3,My favorite Beach for surfing on Oahu North Sh...,"'Ehukai Beach Park ['Park', 'Public beach', 'T..."
4,Excellent beach for family activities great su...,"'Ehukai Beach Park ['Park', 'Public beach', 'T..."


## 3. Display a single example

In [11]:
print('Review Document:')
print(df['review_document'].iloc[0])
print('---')
print('Business Document:')
print(df['business_document'].iloc[0])

Review Document:
great for sunset
---
Business Document:
'Ehukai Beach Park ['Park', 'Public beach', 'Tourist attraction'] Popular surfing beach offering massive wintertime waves, with calmer waters in the summer.


## 4. Create the Corpus

In [14]:
corpus = []
for index, row in df.iterrows():
    corpus.append(row['review_document'])     
    corpus.append(row['business_document']) 
print(f'Total number of documents in the corpus: {len(corpus)}')
print('---')
print('First 4 documents in the corpus:')
for doc in corpus[:4]:
    print(doc)    
print('---')

Total number of documents in the corpus: 20000
---
First 4 documents in the corpus:
great for sunset
'Ehukai Beach Park ['Park', 'Public beach', 'Tourist attraction'] Popular surfing beach offering massive wintertime waves, with calmer waters in the summer.
The main access point to popular surfing breaks such as Pipeline.
'Ehukai Beach Park ['Park', 'Public beach', 'Tourist attraction'] Popular surfing beach offering massive wintertime waves, with calmer waters in the summer.
---


## 5. Preprocess Corpus for LDA

In [17]:
import nltk 
from nltk.tokenize import word_tokenize 
from nltk.corpus import stopwords 
from nltk.stem import WordNetLemmatizer

nltk.download('punkt')
nltk.download('stopwords')
nltk.download('wordnet')

stop_words = set(stopwords.words('english'))
lemmatizer = WordNetLemmatizer()
def preprocess_text(text):    
    tokens = word_tokenize(text.lower())    
    return [lemmatizer.lemmatize(w) for w in tokens if w.isalpha() and w not in stop_words]
processed_corpus = [preprocess_text(doc) for doc in corpus]

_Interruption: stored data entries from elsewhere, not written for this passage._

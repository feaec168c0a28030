use std::collections::VecDeque;

use ratatui::layout::{Constraint, Direction, Layout, Margin};
use ratatui::prelude::Rect;
use ratatui::style::{Color, Modifier, Style};
use ratatui::symbols;
use ratatui::text::{Line, Span};
use ratatui::widgets::canvas::{Canvas, Circle, Line as CanvasLine, Points};
use ratatui::widgets::{Block, Borders, Paragraph, Wrap};
use ratatui::Frame;

use atlas_core::{DatasetSummary, Rgb, SceneState, MAX_STEP};
use atlas_data::Metric;

pub struct UiState {
    pub logs: VecDeque<String>,
    pub max_logs: usize,
    pub selected_region: usize,
}

impl Default for UiState {
    fn default() -> Self {
        Self {
            logs: VecDeque::new(),
            max_logs: 8,
            selected_region: 0,
        }
    }
}

impl UiState {
    pub fn push_log<S: Into<String>>(&mut self, line: S) {
        let mut text: String = line.into();
        while text.ends_with('\n') || text.ends_with('\r') {
            text.pop();
        }
        if text.is_empty() {
            return;
        }
        self.logs.push_front(text);
        while self.logs.len() > self.max_logs {
            self.logs.pop_back();
        }
    }

    pub fn select_next_region(&mut self, count: usize) {
        if count > 0 {
            self.selected_region = (self.selected_region + 1) % count;
        }
    }

    pub fn select_prev_region(&mut self, count: usize) {
        if count > 0 {
            self.selected_region = (self.selected_region + count - 1) % count;
        }
    }
}

pub fn draw_ui(frame: &mut Frame, scene: &SceneState, summary: &DatasetSummary, state: &UiState) {
    let chunks = Layout::default()
        .direction(Direction::Vertical)
        .constraints([
            Constraint::Length(3),
            Constraint::Min(12),
            Constraint::Length(7),
        ])
        .split(frame.size());

    draw_header(frame, chunks[0], scene, summary);

    let body = Layout::default()
        .direction(Direction::Horizontal)
        .constraints([Constraint::Percentage(62), Constraint::Percentage(38)])
        .split(chunks[1]);

    draw_map(frame, body[0], scene);

    let sidebar = Layout::default()
        .direction(Direction::Vertical)
        .constraints([
            Constraint::Length(7),
            Constraint::Length(11),
            Constraint::Min(5),
        ])
        .split(body[1]);

    draw_narrative(frame, sidebar[0], scene);
    draw_menu_or_commands(frame, sidebar[1], scene);
    draw_inspector(frame, sidebar[2], scene, state);

    draw_logs(frame, chunks[2], state);
}

/// Opacity is approximated by scaling the channel values toward black.
fn dim(rgb: Rgb, opacity: f64) -> Color {
    let scale = opacity.clamp(0.0, 1.0);
    Color::Rgb(
        (rgb.r as f64 * scale) as u8,
        (rgb.g as f64 * scale) as u8,
        (rgb.b as f64 * scale) as u8,
    )
}

fn draw_header(frame: &mut Frame, area: Rect, scene: &SceneState, summary: &DatasetSummary) {
    let block = Block::default()
        .borders(Borders::ALL)
        .title("Energy Atlas");
    let prev_style = if scene.can_advance(-1) {
        Style::default().fg(Color::Yellow)
    } else {
        Style::default().fg(Color::DarkGray)
    };
    let next_style = if scene.can_advance(1) {
        Style::default().fg(Color::Yellow)
    } else {
        Style::default().fg(Color::DarkGray)
    };
    let line = Line::from(vec![
        Span::styled("◀ prev", prev_style),
        Span::raw(" | "),
        Span::styled(
            format!("step {}/{} — {}", scene.step(), MAX_STEP, scene.step_name()),
            Style::default().add_modifier(Modifier::BOLD),
        ),
        Span::raw(" | "),
        Span::styled("next ▶", next_style),
        Span::raw(format!(
            " | {} EPCI | {}",
            summary.feature_count(),
            scene.config().backdrop().attribution()
        )),
    ]);
    let text = Paragraph::new(line).wrap(Wrap { trim: true });
    frame.render_widget(block, area);
    frame.render_widget(
        text,
        area.inner(&Margin {
            vertical: 1,
            horizontal: 1,
        }),
    );
}

/// View window: the dataset bounds when `fit_bounds` is set, otherwise
/// a span around the configured center sized by the zoom level.
fn view_bounds(scene: &SceneState) -> atlas_data::Bounds {
    let map = scene.config().map();
    if map.fit_bounds() {
        return scene.regions().bounds();
    }
    let (lat, lon) = map.center();
    let span = 360.0 / f64::powi(2.0, map.zoom() as i32);
    let mut bounds = atlas_data::Bounds::from_point(lon - span / 2.0, lat - span / 2.0);
    bounds.extend(lon + span / 2.0, lat + span / 2.0);
    bounds
}

fn draw_map(frame: &mut Frame, area: Rect, scene: &SceneState) {
    let bounds = view_bounds(scene);
    let pad_x = (bounds.width() * 0.08).max(0.01);
    let pad_y = (bounds.height() * 0.08).max(0.01);

    let backdrop = scene.config().backdrop();
    let shade = (70.0 * backdrop.opacity()) as u8;
    let background = if backdrop.grayscale() {
        Color::Rgb(shade, shade, shade)
    } else {
        Color::Rgb(shade, shade, shade.saturating_add(12))
    };

    let canvas = Canvas::default()
        .block(Block::default().borders(Borders::ALL).title("Carte"))
        .marker(symbols::Marker::Braille)
        .background_color(background)
        .x_bounds([bounds.min_lon - pad_x, bounds.max_lon + pad_x])
        .y_bounds([bounds.min_lat - pad_y, bounds.max_lat + pad_y])
        .paint(|ctx| {
            for (feature, view) in scene
                .regions()
                .features()
                .iter()
                .zip(scene.feature_views())
            {
                let fill = dim(view.style.fill_color, view.style.fill_opacity);
                let stroke = dim(view.style.color, view.style.opacity);
                for ring in feature.geometry().rings() {
                    ctx.draw(&Points {
                        coords: ring,
                        color: fill,
                    });
                    for segment in ring.windows(2) {
                        ctx.draw(&CanvasLine {
                            x1: segment[0].0,
                            y1: segment[0].1,
                            x2: segment[1].0,
                            y2: segment[1].1,
                            color: if view.style.weight > 0 { stroke } else { fill },
                        });
                    }
                }
            }

            // Markers paint after the polygons, largest first.
            let radius_unit = (bounds.width() / 300.0).max(1e-6);
            for marker in scene.markers() {
                ctx.draw(&Circle {
                    x: marker.center.0,
                    y: marker.center.1,
                    radius: marker.radius * radius_unit,
                    color: dim(marker.fill_color, marker.fill_opacity.max(0.6)),
                });
            }
        });
    frame.render_widget(canvas, area);
}

fn draw_narrative(frame: &mut Frame, area: Rect, scene: &SceneState) {
    let (title, body) = match scene.panel() {
        Some((_, text)) => (text.title.clone(), text.body.clone()),
        None => (format!("Étape {}", scene.step()), String::new()),
    };
    let block = Block::default().borders(Borders::ALL).title(title);
    let paragraph = Paragraph::new(body).wrap(Wrap { trim: true });
    frame.render_widget(block, area);
    frame.render_widget(
        paragraph,
        area.inner(&Margin {
            vertical: 1,
            horizontal: 1,
        }),
    );
}

fn draw_menu_or_commands(frame: &mut Frame, area: Rect, scene: &SceneState) {
    let (title, lines) = match scene.menu() {
        Some(menu) => {
            let mut lines: Vec<Line> = menu
                .spec
                .options()
                .iter()
                .enumerate()
                .map(|(index, option)| {
                    let indicator = if option.id == menu.selected {
                        "(•)"
                    } else {
                        "( )"
                    };
                    Line::from(vec![
                        Span::styled(
                            format!("{} {}", index + 1, indicator),
                            Style::default().fg(Color::Yellow),
                        ),
                        Span::raw(format!(" {}", option.label)),
                    ])
                })
                .collect();
            if let Some(checked) = scene.population_toggle() {
                let mark = if checked { "[x]" } else { "[ ]" };
                lines.push(Line::from(vec![
                    Span::styled("space", Style::default().fg(Color::Yellow)),
                    Span::raw(format!(" {} Afficher la population", mark)),
                ]));
            }
            (format!("Menu — {}", menu.spec.name()), lines)
        }
        None => (
            "Commands".to_string(),
            vec![
                Line::from(vec![
                    Span::styled("n / →", Style::default().fg(Color::Yellow)),
                    Span::raw("  next step"),
                ]),
                Line::from(vec![
                    Span::styled("p / ←", Style::default().fg(Color::Yellow)),
                    Span::raw("  previous step"),
                ]),
                Line::from(vec![
                    Span::styled("1-9", Style::default().fg(Color::Yellow)),
                    Span::raw("    pick a menu option"),
                ]),
                Line::from(vec![
                    Span::styled("j / k", Style::default().fg(Color::Yellow)),
                    Span::raw("  inspect another EPCI"),
                ]),
                Line::from(vec![
                    Span::styled("q", Style::default().fg(Color::Yellow)),
                    Span::raw("      exit the tour"),
                ]),
            ],
        ),
    };
    let block = Block::default().borders(Borders::ALL).title(title);
    let paragraph = Paragraph::new(lines).wrap(Wrap { trim: false });
    frame.render_widget(block, area);
    frame.render_widget(
        paragraph,
        area.inner(&Margin {
            vertical: 1,
            horizontal: 1,
        }),
    );
}

fn draw_inspector(frame: &mut Frame, area: Rect, scene: &SceneState, state: &UiState) {
    let block = Block::default().borders(Borders::ALL).title("EPCI");
    let features = scene.regions().features();
    let lines: Vec<Line> = if features.is_empty() {
        vec![Line::from(Span::raw("no features loaded"))]
    } else {
        let index = state.selected_region.min(features.len() - 1);
        let feature = &features[index];
        let view = &scene.feature_views()[index];
        let mut lines = vec![
            Line::from(Span::styled(
                feature.properties().display_name().to_string(),
                Style::default().add_modifier(Modifier::BOLD),
            )),
            Line::from(Span::raw(format!(
                "{} | pop. {}",
                feature.properties().forme_epci.label(),
                feature.properties().pmun_epci
            ))),
        ];
        for detail in &view.tooltip.details {
            lines.push(Line::from(Span::raw(detail.clone())));
        }
        lines.push(Line::from(Span::styled(
            format!(
                "fill {} | {}: {}",
                view.style.fill_color,
                Metric::PopulationShare.label(),
                Metric::PopulationShare.value_of(feature.properties())
            ),
            Style::default().fg(Color::DarkGray),
        )));
        lines
    };
    let paragraph = Paragraph::new(lines).wrap(Wrap { trim: true });
    frame.render_widget(block, area);
    frame.render_widget(
        paragraph,
        area.inner(&Margin {
            vertical: 1,
            horizontal: 1,
        }),
    );
}

fn draw_logs(frame: &mut Frame, area: Rect, state: &UiState) {
    let block = Block::default().borders(Borders::ALL).title("Logs");
    let lines: Vec<Line> = state
        .logs
        .iter()
        .map(|entry| Line::from(Span::raw(entry)))
        .collect();
    let paragraph = Paragraph::new(lines).wrap(Wrap { trim: false });
    frame.render_widget(block, area);
    frame.render_widget(
        paragraph,
        area.inner(&Margin {
            vertical: 1,
            horizontal: 1,
        }),
    );
}
use atlas_data::{ConsumptionKind, Metric, ProductionKind, RegionFeature};

use crate::palette::Rgb;
use crate::viz_config::VizConfig;

/// Which styling rule is applied to the layer.
#[derive(Debug, Clone, Copy, PartialEq, Eq, Hash, Default)]
pub enum StyleMode {
    #[default]
    Default,
    Zone,
    Consumption(ConsumptionKind),
    Production(ProductionKind),
    RatioEnr,
}

/// Resolved per-feature paint, the shape handed to the renderer.
#[derive(Debug, Clone, Copy, PartialEq)]
pub struct FeatureStyle {
    pub weight: u32,
    pub opacity: f64,
    pub color: Rgb,
    pub fill_opacity: f64,
    pub fill_color: Rgb,
}

fn base_style(fill_color: Rgb, config: &VizConfig) -> FeatureStyle {
    FeatureStyle {
        weight: 0,
        opacity: config.opacity().stroke(),
        color: config.colors().default_color(),
        fill_opacity: config.opacity().fill(),
        fill_color,
    }
}

/// Computes the paint for one feature under the given mode. Bucketed
/// modes with an unusable threshold table fall back to the default
/// style rather than failing.
pub fn style_for(feature: &RegionFeature, mode: StyleMode, config: &VizConfig) -> FeatureStyle {
    let properties = feature.properties();
    match mode {
        StyleMode::Default => FeatureStyle {
            weight: 2,
            fill_opacity: config.opacity().lower(),
            ..base_style(config.colors().default_color(), config)
        },
        StyleMode::Zone => base_style(config.colors().zone_color(&properties.forme_epci), config),
        StyleMode::Consumption(kind) => match config.consumption_scale(kind) {
            Some(scale) => {
                let value = kind.metric().value_of(properties);
                base_style(scale.color_for(value), config)
            }
            None => style_for(feature, StyleMode::Default, config),
        },
        StyleMode::Production(kind) => match config.production_scale(kind) {
            Some(scale) => {
                let value = kind.metric().value_of(properties);
                base_style(scale.color_for(value), config)
            }
            None => style_for(feature, StyleMode::Default, config),
        },
        StyleMode::RatioEnr => match config.ratio_enr_scale() {
            Some(scale) => {
                let value = Metric::EnrRatio.value_of(properties);
                base_style(scale.color_for(value), config)
            }
            None => style_for(feature, StyleMode::Default, config),
        },
    }
}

[nltk_data] Downloading package punkt to /Users/yumin/nltk_data...
[nltk_data]   Package punkt is already up-to-date!
[nltk_data] Downloading package stopwords to /Users/yumin/nltk_data...
[nltk_data]   Package stopwords is already up-to-date!
[nltk_data] Downloading package wordnet to /Users/yumin/nltk_data...
[nltk_data]   Package wordnet is already up-to-date!


## 6. Create Dictionary and Corpus for LDA

In [20]:
from gensim import corpora
dictionary = corpora.Dictionary(processed_corpus)
bow_corpus = [dictionary.doc2bow(text) for text in processed_corpus]

## 7. Train the LDA Model

In [27]:
from gensim.models import LdaModel
lda_model = LdaModel(bow_corpus, num_topics=100, id2word=dictionary, passes=15)
for idx, topic in lda_model.print_topics(-1):    print(f'Topic: {idx} Words: {topic}')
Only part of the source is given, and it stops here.